Dal Shukno or Dal Shukono is one such frugal dish. The main ingredient of this dish is leftover Musurir Dal or Masoor Dal (cooked red lentils). You also need good-quality tamarind pulp and some regular jaggery (no need of the premium Nolen Gur here!) or sugar. The Dal is evaporated first and then tamarind is added. Chopped green chillies are also added to this. The mixture has to be stirred continuously till it almost dries out. Finally, adjust the salt and jaggery (or sugar). The dried dollop of tangy and spicy dal can be had with a generous spoonful of pungent Mustard oil and Toasted or fried red chillies by its side.

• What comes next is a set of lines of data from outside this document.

//! The `Structural` trait.

use crate::descriptor::TypeDescriptor;
use crate::layout::{EquatableOps, RawView};
use crate::registry::CompileSession;
use crate::strategy::Strategy;
use crate::synth::StrategyDescriptor;
use crate::StructuralError;

/// A type that can be compared and hashed structurally.
///
/// Implementations exist for primitives, `String`, the standard wrappers,
/// pointers and collections, and tuples. User structs and fieldless enums use
/// `#[derive(Structural)]`.
///
/// Implementors declare their shape in [`describe`](Structural::describe) and
/// build their comparer in [`strategy`](Structural::strategy). The registry
/// calls `strategy` once per type, after classification and synthesis have
/// produced `plan`.
pub trait Structural: Sized + 'static {
    /// Declared members and capabilities of this type.
    fn describe() -> TypeDescriptor;

    /// Build the comparer for this type from its synthesized plan.
    ///
    /// Nested comparers are obtained through `session`, which compiles them
    /// on demand and links recursive types.
    fn strategy(
        plan: &StrategyDescriptor,
        session: &mut CompileSession,
    ) -> Result<Strategy<Self>, StructuralError>;

    /// Raw byte view of slices of `Self`, for padding-free types.
    fn fixed_layout() -> Option<RawView<Self>> {
        None
    }

    /// The type's own `Eq + Hash`, when that is its structural contract.
    fn equatable() -> Option<EquatableOps<Self>> {
        None
    }
}
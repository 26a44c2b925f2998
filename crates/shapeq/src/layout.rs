//! Capability hooks for array fast paths.
//!
//! A type advertises its array-level capabilities through
//! [`Structural::fixed_layout`](crate::Structural::fixed_layout) and
//! [`Structural::equatable`](crate::Structural::equatable). Both return plain
//! function-pointer tables, so the array strategies stay generic over the
//! element type without requiring the capability as a trait bound.

use std::hash::Hash;

use crate::hash::hash_scalar;

/// Types whose values can be compared and hashed as raw bytes.
///
/// # Safety
///
/// Implementors must have no padding bytes and no uninitialized bytes in any
/// value, and must contain no interior mutability. Two values must be equal
/// exactly when their bytes are equal. `#[derive(Structural)]` with
/// `#[structural(fixed_layout)]` checks all of this at compile time.
// SAFETY: declaring the trait is sound; the obligation above falls on each
// `unsafe impl`.
#[allow(unsafe_code)]
pub unsafe trait FixedLayout: Copy + 'static {}

macro_rules! fixed_layout_primitives {
    ($($ty:ty),* $(,)?) => {
        $(
            // SAFETY: integers, `bool` and `char` have no padding and every
            // byte of a valid value is initialized.
            #[allow(unsafe_code)]
            unsafe impl FixedLayout for $ty {}
        )*
    };
}

fixed_layout_primitives!(
    u8, u16, u32, u64, u128, usize, i8, i16, i32, i64, i128, isize, bool, char,
);

/// View a slice of fixed-layout values as its backing bytes.
#[allow(unsafe_code)]
pub fn bytes_of_slice<T: FixedLayout>(slice: &[T]) -> &[u8] {
    // SAFETY: `T: FixedLayout` guarantees every byte of every element is
    // initialized. The pointer and length come from a live slice, `u8` has
    // alignment 1, and the returned borrow shares the input's lifetime.
    unsafe { std::slice::from_raw_parts(slice.as_ptr().cast::<u8>(), std::mem::size_of_val(slice)) }
}

/// Raw byte view of a slice, available for fixed-layout element types.
pub struct RawView<T> {
    bytes: fn(&[T]) -> &[u8],
}

impl<T: FixedLayout> RawView<T> {
    pub fn of() -> Self {
        Self {
            bytes: bytes_of_slice::<T>,
        }
    }
}

impl<T> RawView<T> {
    #[inline]
    pub fn bytes<'a>(&self, slice: &'a [T]) -> &'a [u8] {
        (self.bytes)(slice)
    }
}

impl<T> Clone for RawView<T> {
    fn clone(&self) -> Self {
        *self
    }
}

impl<T> Copy for RawView<T> {}

/// The type's own `Eq + Hash` contract, used for self-equatable arrays.
pub struct EquatableOps<T> {
    slice_eq: fn(&[T], &[T]) -> bool,
    hash: fn(&T) -> u64,
}

impl<T: Eq + Hash> EquatableOps<T> {
    pub fn of() -> Self {
        Self {
            slice_eq: <[T] as PartialEq>::eq,
            hash: hash_scalar::<T>,
        }
    }
}

impl<T> EquatableOps<T> {
    /// Slice equality through the element's `Eq`.
    ///
    /// For bytewise-comparable elements the standard library lowers this to
    /// a single memory comparison.
    #[inline]
    pub fn slices_equal(&self, x: &[T], y: &[T]) -> bool {
        (self.slice_eq)(x, y)
    }

    #[inline]
    pub fn hash(&self, value: &T) -> u64 {
        (self.hash)(value)
    }
}

impl<T> Clone for EquatableOps<T> {
    fn clone(&self) -> Self {
        *self
    }
}

impl<T> Copy for EquatableOps<T> {}

#[cfg(test)]
mod tests {
    use pretty_assertions::assert_eq;

    use super::*;

    #[test]
    fn byte_view_covers_whole_slice() {
        let values = [1_u16, 0x0203];
        let bytes = RawView::<u16>::of().bytes(&values);
        assert_eq!(bytes.len(), 4);
        assert_eq!(u16::from_ne_bytes([bytes[2], bytes[3]]), 0x0203);
    }

    #[test]
    fn hand_written_impl_exposes_every_byte() {
        #[derive(Clone, Copy)]
        #[repr(C)]
        struct Rgb {
            r: u8,
            g: u8,
            b: u8,
        }

        // SAFETY: three `u8` fields under `repr(C)` leave no padding.
        #[allow(unsafe_code)]
        unsafe impl FixedLayout for Rgb {}

        let pixels = [Rgb { r: 1, g: 2, b: 3 }, Rgb { r: 4, g: 5, b: 6 }];
        assert_eq!(bytes_of_slice(&pixels), [1, 2, 3, 4, 5, 6]);
        assert_eq!(pixels[1].r + pixels[1].g + pixels[1].b, 15);
    }

    #[test]
    fn byte_view_of_empty_slice_is_empty() {
        let values: [u64; 0] = [];
        assert!(bytes_of_slice(&values).is_empty());
    }

    #[test]
    fn equatable_ops_use_own_contract() {
        let ops = EquatableOps::<String>::of();
        let a = vec![String::from("x"), String::from("y")];
        let b = a.clone();
        assert!(ops.slices_equal(&a, &b));
        assert!(!ops.slices_equal(&a, &b[..1]));
        assert_eq!(ops.hash(&a[0]), hash_scalar("x"));
    }
}
//! Hash seed, combine function and block-wise memory hashing.
//!
//! Every strategy folds its contributions through [`fold`], so hashes are
//! order-sensitive and reproducible across runs and processes. The only
//! order-independent combinator is [`accumulate_unordered`], used by maps.

use std::hash::{Hash, Hasher};

use rustc_hash::FxHasher;

use crate::StructuralError;

/// Starting value of every running hash.
pub const SEED: u64 = 0x2d35_8dcc_aa6c_78a5;

/// Odd multiplier applied to the running hash before each contribution.
pub const PRIME: u64 = 397;

/// Rotation used by [`combine`].
pub const ROTATE: u32 = 5;

/// Contribution of a shared reference below the hash depth limit.
pub const CYCLE_SENTINEL: u64 = 0x9e37_79b9_7f4a_7c15;

/// Bytes per memory word in [`hash_memory`].
const WORD: usize = 4;

/// Words folded per block iteration in [`hash_memory`].
const BLOCK_WORDS: usize = 8;

const BLOCK: usize = WORD * BLOCK_WORDS;

/// XOR-rotate mixing of a running hash with one contribution.
#[inline]
pub fn combine(hash: u64, value: u64) -> u64 {
    hash.rotate_left(ROTATE) ^ value
}

/// Left-to-right fold step: `combine(hash * PRIME, value)`.
#[inline]
pub fn fold(hash: u64, value: u64) -> u64 {
    combine(hash.wrapping_mul(PRIME), value)
}

/// Fold step for an absent value.
///
/// Bit-inverts the scaled running hash, so a run of nulls never collapses
/// back to [`SEED`].
#[inline]
pub fn fold_null(hash: u64) -> u64 {
    !hash.wrapping_mul(PRIME)
}

/// Final avalanche (murmur3 `fmix64`).
#[inline]
pub fn avalanche(mut value: u64) -> u64 {
    value ^= value >> 33;
    value = value.wrapping_mul(0xff51_afd7_ed55_8ccd);
    value ^= value >> 33;
    value = value.wrapping_mul(0xc4ce_b9fe_1a85_ec53);
    value ^= value >> 33;
    value
}

/// Commutative accumulation of one map entry hash.
///
/// Entries are avalanched before the wrapping sum so that structurally
/// related entries do not cancel each other.
#[inline]
pub fn accumulate_unordered(acc: u64, entry: u64) -> u64 {
    acc.wrapping_add(avalanche(entry))
}

/// Hash a value through its own `Hash` impl with the deterministic `FxHasher`.
#[inline]
pub fn hash_scalar<T: Hash + ?Sized>(value: &T) -> u64 {
    let mut hasher = FxHasher::default();
    value.hash(&mut hasher);
    hasher.finish()
}

#[inline]
fn read_word(bytes: &[u8], at: usize) -> u64 {
    u64::from(u32::from_le_bytes([
        bytes[at],
        bytes[at + 1],
        bytes[at + 2],
        bytes[at + 3],
    ]))
}

/// Block-wise hash of raw memory.
///
/// Folds 32-byte blocks (8 words) per iteration, then single 4-byte words,
/// then the trailing bytes, and finally the byte length.
pub fn hash_memory(bytes: &[u8], seed: u64) -> u64 {
    let mut hash = seed;

    let mut blocks = bytes.chunks_exact(BLOCK);
    for block in &mut blocks {
        hash = fold(hash, read_word(block, 0));
        hash = fold(hash, read_word(block, 4));
        hash = fold(hash, read_word(block, 8));
        hash = fold(hash, read_word(block, 12));
        hash = fold(hash, read_word(block, 16));
        hash = fold(hash, read_word(block, 20));
        hash = fold(hash, read_word(block, 24));
        hash = fold(hash, read_word(block, 28));
    }

    let mut words = blocks.remainder().chunks_exact(WORD);
    for word in &mut words {
        hash = fold(hash, read_word(word, 0));
    }
    for &byte in words.remainder() {
        hash = fold(hash, u64::from(byte));
    }

    fold(hash, bytes.len() as u64)
}

/// A bounds-checked window into a byte buffer.
#[derive(Clone, Copy, Debug, PartialEq, Eq)]
pub struct MemoryRegion<'a> {
    bytes: &'a [u8],
}

impl<'a> MemoryRegion<'a> {
    /// Window of `len` bytes starting at `offset`.
    ///
    /// Fails with `InvalidArgument` when the window does not fit in `bytes`.
    pub fn new(bytes: &'a [u8], offset: usize, len: usize) -> Result<Self, StructuralError> {
        let end = offset
            .checked_add(len)
            .filter(|&end| end <= bytes.len())
            .ok_or_else(|| {
                StructuralError::invalid_argument(
                    "memory region",
                    format!(
                        "offset {offset} + length {len} exceeds buffer of {} bytes",
                        bytes.len()
                    ),
                )
            })?;
        Ok(Self {
            bytes: &bytes[offset..end],
        })
    }

    /// Window covering all of `bytes`.
    pub fn whole(bytes: &'a [u8]) -> Self {
        Self { bytes }
    }

    pub fn as_bytes(&self) -> &'a [u8] {
        self.bytes
    }

    pub fn len(&self) -> usize {
        self.bytes.len()
    }

    pub fn is_empty(&self) -> bool {
        self.bytes.is_empty()
    }

    /// Byte-for-byte equality with another region.
    pub fn same_contents(&self, other: &MemoryRegion<'_>) -> bool {
        self.bytes == other.bytes
    }

    pub fn hash(&self, seed: u64) -> u64 {
        hash_memory(self.bytes, seed)
    }
}

#[cfg(test)]
#[allow(clippy::unwrap_used, reason = "tests panic on unexpected state")]
mod tests;
use std::sync::atomic::{AtomicUsize, Ordering};

use pretty_assertions::assert_eq;

use super::*;
use crate::hash::{fold_null, hash_scalar};
use crate::strategy::{OptionComparer, ScalarComparer};

/// Element-by-element reference for `equals_slices`.
fn naive_equals(x: &[i32], y: &[i32]) -> bool {
    x.len() == y.len() && x.iter().zip(y).all(|(l, r)| l == r)
}

/// Element-by-element reference for `hash_slice`.
fn naive_hash(x: &[i32]) -> u64 {
    let hash = x.iter().fold(SEED, |hash, item| fold(hash, hash_scalar(item)));
    fold(hash, x.len() as u64)
}

fn list() -> SliceComparer<Vec<i32>, i32, ScalarComparer<i32>> {
    SliceComparer::new(Vec::as_slice, ScalarComparer::new())
}

/// Element strategy that counts how often it is asked to compare.
#[derive(Default)]
struct Counting {
    calls: AtomicUsize,
}

impl EqualityStrategy<i32> for Counting {
    fn equals(&self, x: &i32, y: &i32, _cx: &mut EqualityContext) -> bool {
        self.calls.fetch_add(1, Ordering::Relaxed);
        x == y
    }

    fn hash(&self, x: &i32, _cx: &mut EqualityContext) -> u64 {
        hash_scalar(x)
    }
}

#[test]
fn unrolled_matches_naive_for_every_length_up_to_33() {
    let mut cx = EqualityContext::new();
    for len in 0..=33 {
        let base: Vec<i32> = (0..len).collect();
        assert_eq!(
            equals_slices(&ScalarComparer::new(), &base, &base, &mut cx),
            naive_equals(&base, &base),
            "len {len}"
        );
        assert_eq!(
            hash_slice(&ScalarComparer::new(), &base, &mut cx),
            naive_hash(&base),
            "len {len}"
        );

        // A difference at every position, including the scalar tail.
        for at in 0..base.len() {
            let mut changed = base.clone();
            changed[at] = -1;
            assert!(
                !equals_slices(&ScalarComparer::new(), &base, &changed, &mut cx),
                "len {len}, changed at {at}"
            );
        }
    }
}

#[test]
fn length_mismatch_skips_element_walk() {
    let counting = Counting::default();
    let mut cx = EqualityContext::new();
    assert!(!equals_slices(&counting, &[1, 2, 3], &[1, 2, 3, 4], &mut cx));
    assert_eq!(counting.calls.load(Ordering::Relaxed), 0);

    assert!(equals_slices(&counting, &[1, 2, 3, 4, 5], &[1, 2, 3, 4, 5], &mut cx));
    assert_eq!(counting.calls.load(Ordering::Relaxed), 5);
}

#[test]
fn first_difference_stops_the_walk() {
    let counting = Counting::default();
    let mut cx = EqualityContext::new();
    let left: Vec<i32> = (0..12).collect();
    let mut right = left.clone();
    right[1] = 99;
    assert!(!equals_slices(&counting, &left, &right, &mut cx));
    assert!(counting.calls.load(Ordering::Relaxed) <= 4);
}

#[test]
fn order_matters() {
    let cmp = list();
    let mut cx = EqualityContext::new();
    assert!(!cmp.equals(&vec![1, 2, 3], &vec![3, 2, 1], &mut cx));
    assert_ne!(
        cmp.hash(&vec![1, 2, 3], &mut cx),
        cmp.hash(&vec![3, 2, 1], &mut cx)
    );
}

#[test]
fn nullable_elements_fold_null_sentinel() {
    let cmp = SliceComparer::<Vec<Option<i32>>, Option<i32>, _>::new(
        Vec::as_slice,
        OptionComparer::new(ScalarComparer::<i32>::new()),
    );
    let mut cx = EqualityContext::new();
    let expected = fold(fold_null(fold(SEED, hash_scalar(&1_i32))), 2);
    assert_eq!(cmp.hash(&vec![Some(1), None], &mut cx), expected);
    assert_ne!(
        cmp.hash(&vec![None, None], &mut cx),
        cmp.hash(&vec![None], &mut cx)
    );
}

#[test]
fn iterator_walk_agrees_with_slice_walk() {
    let cmp = IterComparer::<VecDeque<i32>, _>::new(ScalarComparer::new());
    let mut cx = EqualityContext::new();
    for len in 0..=17 {
        let items: Vec<i32> = (0..len).map(|i| i * 7 - 3).collect();
        let deque: VecDeque<i32> = items.iter().copied().collect();

        assert!(cmp.equals(&deque, &deque.clone(), &mut cx), "len {len}");
        assert_eq!(cmp.hash(&deque, &mut cx), naive_hash(&items), "len {len}");

        if let Some(last) = items.len().checked_sub(1) {
            let mut changed = deque.clone();
            changed[last] += 1;
            assert!(!cmp.equals(&deque, &changed, &mut cx), "len {len}");
        }
    }
}

#[test]
fn sorted_sets_compare_in_iteration_order() {
    let cmp = IterComparer::<BTreeSet<i32>, _>::new(ScalarComparer::new());
    let mut cx = EqualityContext::new();
    let a: BTreeSet<i32> = [3, 1, 2].into_iter().collect();
    let b: BTreeSet<i32> = [1, 2, 3].into_iter().collect();
    let c: BTreeSet<i32> = [1, 2].into_iter().collect();
    assert!(cmp.equals(&a, &b, &mut cx));
    assert!(!cmp.equals(&a, &c, &mut cx));
}

#[test]
fn linked_lists_short_circuit_on_count() {
    let cmp = IterComparer::<LinkedList<i32>, _>::new(Counting::default());
    let mut cx = EqualityContext::new();
    let a: LinkedList<i32> = (0..5).collect();
    let b: LinkedList<i32> = (0..6).collect();
    assert!(!cmp.equals(&a, &b, &mut cx));
    assert_eq!(cmp.element.calls.load(Ordering::Relaxed), 0);
}

mod proptest_unrolled {
    use super::{hash_slice, naive_equals, naive_hash, EqualityContext, VecDeque};
    use crate::strategy::{equals_slices, EqualityStrategy, IterComparer, ScalarComparer};
    use proptest::prelude::*;

    proptest! {
        #[test]
        fn slice_equality_matches_naive(
            x in proptest::collection::vec(-3_i32..3, 0..40),
            y in proptest::collection::vec(-3_i32..3, 0..40),
        ) {
            let mut cx = EqualityContext::new();
            prop_assert_eq!(
                equals_slices(&ScalarComparer::new(), &x, &y, &mut cx),
                naive_equals(&x, &y)
            );
        }

        #[test]
        fn slice_hash_matches_naive(x in proptest::collection::vec(any::<i32>(), 0..64)) {
            let mut cx = EqualityContext::new();
            prop_assert_eq!(hash_slice(&ScalarComparer::new(), &x, &mut cx), naive_hash(&x));
        }

        #[test]
        fn iterator_equality_matches_naive(
            x in proptest::collection::vec(-2_i32..2, 0..24),
            y in proptest::collection::vec(-2_i32..2, 0..24),
        ) {
            let cmp = IterComparer::<VecDeque<i32>, _>::new(ScalarComparer::new());
            let mut cx = EqualityContext::new();
            let (left, right): (VecDeque<i32>, VecDeque<i32>) =
                (x.iter().copied().collect(), y.iter().copied().collect());
            prop_assert_eq!(cmp.equals(&left, &right, &mut cx), naive_equals(&x, &y));
        }
    }
}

Dal Shukno is a great accompaniment with Panta Bhat (the recipe existed even before 17th century) for a traditional peasant-style Bengali breakfast. The latter is made by keeping cooked rice submerged in some water overnight at room temperature. The rice gets fermented and a sour taste develops. Panta Bhaat is shown in the main picture. It is accompanied with raw onions, lemon juice, salt, green chillies and mustard oil. People generally love to eat something spicy or tangy or both, along with sleep-inducing Panta Bhaat. The common accompaniments are Bengali dishes like Alu-Sheddho Makha (boiled and mashed potatoes mixed with other ingredients), Shutki (spicy dried fish), Daler Bora (fritters of pulses), Peyaji (onion pakoras), Maach Bhaja (fried fish), Daal Shukno, etc. While I have to still develop a taste for Panta Bhaat, the Dal Shukno is very flavourful with steamed rice as well. You hardly need any other accompaniment after eating this! Not even fish. Period.
Daal Shukno (An Old-School Bengali Dish Using Leftover Cooked Dal)
- Cooked Masoor Dal in Bengali style: 3 cups
- Tamarind pulp: 3 tbsp
- Regular jaggery powder or sugar: 3 tbsp
- Salt: ½ tsp
- Finely chopped fiery green chillies: 3
- Pungent _Kacchi Ghani_ Mustard oil: 1.5 tbsp
- Dried red chillies toasted or fried: 2
- Evaporate the water from the cooked dal by stirring it continuously over fire. Add the tamarind paste and cook further, till almost all the water is gone and the mixture is almost dry.
- Add the chopped green chillies at cook for 2 min. The mixture has to be stirred continuously till it almost dries out. Finally, adjust the salt and jaggery (or sugar).
- The dried dollop of tangy and spicy dal can be had with a generous spoonful of pungent mustard oil and toasted/fried dried red chillies by its side.
- Enjoy with steamed rice or with Panta Bhaat.